Set down every line below, word for word.

┌─ Data provided

use crate::types::{Message, PresenceEvent};

/// A decoded realtime frame.
#[derive(Debug, Clone, PartialEq, Eq)]
pub enum Envelope {
    Message(Message),
    Presence(PresenceEvent),
}

impl From<Message> for Envelope {
    fn from(msg: Message) -> Self {
        Envelope::Message(msg)
    }
}

impl From<PresenceEvent> for Envelope {
    fn from(event: PresenceEvent) -> Self {
        Envelope::Presence(event)
    }
}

└─

**Result of the exercise:**
use crate::types::{Message, PresenceEvent};

/// A decoded realtime frame.
#[derive(Debug, Clone, PartialEq, Eq)]
pub enum Envelope {
    Message(Message),
    Presence(PresenceEvent),
}

impl From<Message> for Envelope {
    fn from(msg: Message) -> Self {
        Envelope::Message(msg)
    }
}

impl From<PresenceEvent> for Envelope {
    fn from(event: PresenceEvent) -> Self {
        Envelope::Presence(event)
    }
}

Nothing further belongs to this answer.